Suppose one platform manages Letters of Credit and maintains 100 fields of data. Another platform handles shipping and has 70 fields of data. If 20 of these fields overlap, then they have information that clients of each will want to be synced. In this case, there is a business reason to connect. For some platforms, there may be zero overlapping data, so there is really nothing to partner on. On the other hand, some have more than 90% of the data overlap, so they are more of a competitor than a partner.
We are not going to see a winner-take-all scenario, but we are also unlikely to see a lot of interoperability among competitors.
The key is to have these unique specialisations come together in such a seamless way that the end-user is hardly aware they are using multiple solutions. This is similar to how using your iPhone feels like one seamless experience, even though the apps all come from different providers.
Interoperability requires standardization
Another difficulty for a lot of industries, global trade included, is that interoperability means creating standards. This requires an enormous degree of alignment between parties who have some complementary, some competitive, and some unrelated elements, but must still find a way to work together. It is a coordination problem.
In the container shipping industry, for example, there are 15 competing standards. However, as Wilson observes, “a standard is not a standard if nobody’s adopted it, or only a subset has adopted it.”
Developing true standards is, generally, about finding common denominators that stakeholders can connect on. For example, in trade finance messaging the common denominator is often SWIFT, and this is generally limited to banks only. Beyond SWIFT, the only common denominator in trade is paper.
Since we want to make it as easy as possible to integrate, it’s all about shifting business to a more optimal process using that existing standard and then working to update the standard once we are in a modern technology setting. This process of change can be seen with the Uniform Customs and Practice for Documentary Credits (UCP) from the International Chamber of Commerce. There is now an electronic supplement (eUCP) and adapting it to a modern environment is much easier than scrapping the existing standards and starting from scratch would have been.
The good news there is that there are security standards that have been well adopted, for example, the ISO 27 000 standards. It is important that security and privacy standards are a priority. At the end of the day, these platforms are transacting with commercially sensitive information, making security key.
The process of using Contour with a TradeLens integration
Putting the need for interoperability to rest
Today we discussed myths around interoperability, the realities of standardisation, and saw how partnerships in the space can drive synergistic benefits for everyone involved. Perhaps a shift in mindset is all it will take to make constant discussions around interoperability a distant and fading memory.

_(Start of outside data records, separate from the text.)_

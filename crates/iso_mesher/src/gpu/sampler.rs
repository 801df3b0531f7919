//! Device-resident copy of a scalar volume.

use wgpu::util::DeviceExt;

use crate::core::ScalarVolume;
use crate::error::{ExtractError, Result};

use super::GpuExtractor;

/// Volume samples uploaded as a read-only `array<f32>` storage buffer.
///
/// Shaders index it x-fastest and clamp out-of-range coordinates to the edge.
pub struct GpuVolumeSampler {
    pub(crate) buffer: wgpu::Buffer,
    dims: [u32; 3],
}

impl GpuVolumeSampler {
    pub async fn upload(gpu: &GpuExtractor, volume: &ScalarVolume) -> Result<Self> {
        let bytes = (volume.samples().len() as u64).saturating_mul(4);
        gpu.ensure_storage_fits(bytes, "volume samples")?;

        gpu.device.push_error_scope(wgpu::ErrorFilter::OutOfMemory);
        let buffer = gpu.device.create_buffer_init(&wgpu::util::BufferInitDescriptor {
            label: Some("iso_mesher.volume"),
            contents: bytemuck::cast_slice(volume.samples()),
            usage: wgpu::BufferUsages::STORAGE,
        });
        if gpu.device.pop_error_scope().await.is_some() {
            return Err(ExtractError::ResourceExhausted {
                label: "volume samples".into(),
                bytes,
                limit: gpu.max_storage_buffer_binding_size,
            });
        }

        log::debug!("uploaded {:?} volume ({} bytes)", volume.dims(), bytes);
        Ok(Self {
            buffer,
            dims: volume.dims(),
        })
    }

    pub fn dims(&self) -> [u32; 3] {
        self.dims
    }
}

Trade Finance Global and the World Trade Organization (WTO), recently updated their periodic table of projects digitalising the many areas of trade with blockchain. The updated table also ranks how far into production these platforms are, and explores many of the standardisation initiatives in the various areas of the industry. This is a great resource for customers and banks to research all the different blockchain platforms, their capabilities, silos, and limitations.